HPyX Quickstart¶

This notebook walks through HPyX v1's public API end-to-end. It's a runnable companion to the Usage Guide and demonstrates the same examples in a hands-on environment.

You'll learn how to:

Submit work to HPX and retrieve results via hpyx.Future.
Compose futures with when_all, when_any, and dataflow.
Use HPXExecutor as a drop-in concurrent.futures.Executor.
Integrate HPyX with asyncio (await, wrap_future, run_in_executor).
Drive a dask graph through HPyX as the scheduler.
See real concurrency on free-threaded Python 3.13t.

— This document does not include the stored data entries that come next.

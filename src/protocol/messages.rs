//! PostgreSQL logical replication protocol messages
//!
//! Frame types exchanged on the COPY-both stream, and the decoded form of
//! pgoutput change messages.

use super::buffer::BufferWriter;
use super::cursor::{Cursor, RawBytes};
use crate::core::errors::{ReplicationError, ReplicationResult};
use crate::utils::binary::{TimestampTz, XLogRecPtr};
use serde::Serialize;
use std::collections::BTreeMap;

pub const KEEPALIVE_TAG: u8 = b'k';
pub const XLOG_DATA_TAG: u8 = b'w';
pub const STANDBY_STATUS_UPDATE_TAG: u8 = b'r';

/// Tag plus server WAL end, server time and reply flag
pub const KEEPALIVE_LEN: usize = 1 + 8 + 8 + 1;
/// Tag plus start LSN, end LSN and send time
pub const XLOG_DATA_HEADER_LEN: usize = 1 + 8 + 8 + 8;
/// Tag, three LSNs, client time, reply flag
pub const STANDBY_STATUS_UPDATE_LEN: usize = 1 + 8 + 8 + 8 + 8 + 1;

/// Primary keepalive message (`'k'`)
#[derive(Debug, Clone, PartialEq, Eq)]
pub struct KeepaliveMessage {
    pub wal_end: XLogRecPtr,
    pub server_time: TimestampTz,
    pub reply_requested: bool,
}

impl TryFrom<&[u8]> for KeepaliveMessage {
    type Error = ReplicationError;

    fn try_from(data: &[u8]) -> Result<Self, Self::Error> {
        if data.len() < KEEPALIVE_LEN {
            return Err(ReplicationError::truncated(KEEPALIVE_LEN, 0, data.len()));
        }

        let mut reader = Cursor::<RawBytes>::new(data);
        let tag = reader.read_u8()?;
        if tag != KEEPALIVE_TAG {
            return Err(ReplicationError::protocol(format!(
                "Expected keepalive tag, got '{}'",
                tag as char
            )));
        }

        Ok(KeepaliveMessage {
            wal_end: reader.read_u64()?,
            server_time: reader.read_i64()?,
            reply_requested: reader.read_u8()? != 0,
        })
    }
}

/// WAL data message (`'w'`) carrying one pgoutput message
#[derive(Debug, Clone, PartialEq, Eq)]
pub struct XLogDataMessage<'a> {
    pub data_start: XLogRecPtr,
    pub wal_end: XLogRecPtr,
    pub send_time: TimestampTz,
    pub payload: &'a [u8],
}

impl<'a> TryFrom<&'a [u8]> for XLogDataMessage<'a> {
    type Error = ReplicationError;

    fn try_from(data: &'a [u8]) -> Result<Self, Self::Error> {
        let mut reader = Cursor::<RawBytes>::new(data);
        let tag = reader.read_u8()?;
        if tag != XLOG_DATA_TAG {
            return Err(ReplicationError::protocol(format!(
                "Expected XLogData tag, got '{}'",
                tag as char
            )));
        }

        let data_start = reader.read_u64()?;
        let wal_end = reader.read_u64()?;
        let send_time = reader.read_i64()?;

        Ok(XLogDataMessage {
            data_start,
            wal_end,
            send_time,
            payload: &data[XLOG_DATA_HEADER_LEN..],
        })
    }
}

/// Standby status update (`'r'`) sent back to the server
#[derive(Debug, Clone, PartialEq, Eq)]
pub struct StandbyStatusUpdate {
    pub received_lsn: XLogRecPtr,
    pub flushed_lsn: XLogRecPtr,
    pub applied_lsn: XLogRecPtr,
    pub client_time: TimestampTz,
    pub reply_requested: bool,
}

impl StandbyStatusUpdate {
    pub fn encode(&self) -> ReplicationResult<[u8; STANDBY_STATUS_UPDATE_LEN]> {
        let mut buf = [0u8; STANDBY_STATUS_UPDATE_LEN];
        let written = {
            let mut writer = BufferWriter::new(&mut buf);
            writer.write_u8(STANDBY_STATUS_UPDATE_TAG)?;
            writer.write_u64(self.received_lsn)?;
            writer.write_u64(self.flushed_lsn)?;
            writer.write_u64(self.applied_lsn)?;
            writer.write_i64(self.client_time)?;
            writer.write_u8(u8::from(self.reply_requested))?;
            writer.bytes_written()
        };

        if written != STANDBY_STATUS_UPDATE_LEN {
            return Err(ReplicationError::protocol(
                "Failed to write standby status update",
            ));
        }
        Ok(buf)
    }
}

/// One column of a decoded tuple
#[derive(Debug, Clone, PartialEq, Eq, Serialize)]
pub enum ColumnValue {
    Null,
    /// TOASTed value the server did not resend; the stored value is unchanged
    Unchanged,
    Text(Vec<u8>),
    Binary(Vec<u8>),
}

impl ColumnValue {
    /// Text form of the value, if it carries one
    pub fn as_text(&self) -> Option<String> {
        match self {
            ColumnValue::Text(bytes) => Some(String::from_utf8_lossy(bytes).into_owned()),
            _ => None,
        }
    }

    pub fn is_present(&self) -> bool {
        matches!(self, ColumnValue::Text(_) | ColumnValue::Binary(_))
    }
}

/// Control messages that carry no row payload
#[derive(Debug, Clone, Copy, PartialEq, Eq, Serialize)]
pub enum ControlEvent {
    Begin,
    Commit,
    Relation(i32),
    NotProcessed,
}

/// A decoded pgoutput message
#[derive(Debug, Clone, PartialEq, Eq, Serialize)]
pub enum DecodedChange {
    Insert {
        table_id: i32,
        values: Vec<ColumnValue>,
    },
    Update {
        table_id: i32,
        new_values: Vec<ColumnValue>,
        /// Column index to old value; empty when the server sent no old tuple
        old_key_values: BTreeMap<usize, ColumnValue>,
    },
    Delete {
        table_id: i32,
        key_values: Vec<ColumnValue>,
    },
    Control(ControlEvent),
}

Prerequisites. Use the notebook pixi environment — it pairs HPyX with JupyterLab on regular (non-free-threaded) Python 3.13 because JupyterLab's transitive CFFI dependency does not yet support free-threading. From the repo root:
pixi run -e notebook lab                 # launch JupyterLab on this notebook
pixi run -e notebook execute-notebook    # run all cells in place (CI-friendly)
The final scaling cell only shows true parallelism on python-freethreading; under regular Python 3.13 the GIL serializes pure-Python callables, so the speedup is modest. To see the full benefit on free-threaded Python, run that cell separately via pixi run -e test-py313t python -c '...'.

1. Set up the runtime¶

HPyX auto-initializes the HPX runtime on first use. Calling hpyx.init(os_threads=...) upfront is optional but useful when you want to pin thread count for reproducible demos.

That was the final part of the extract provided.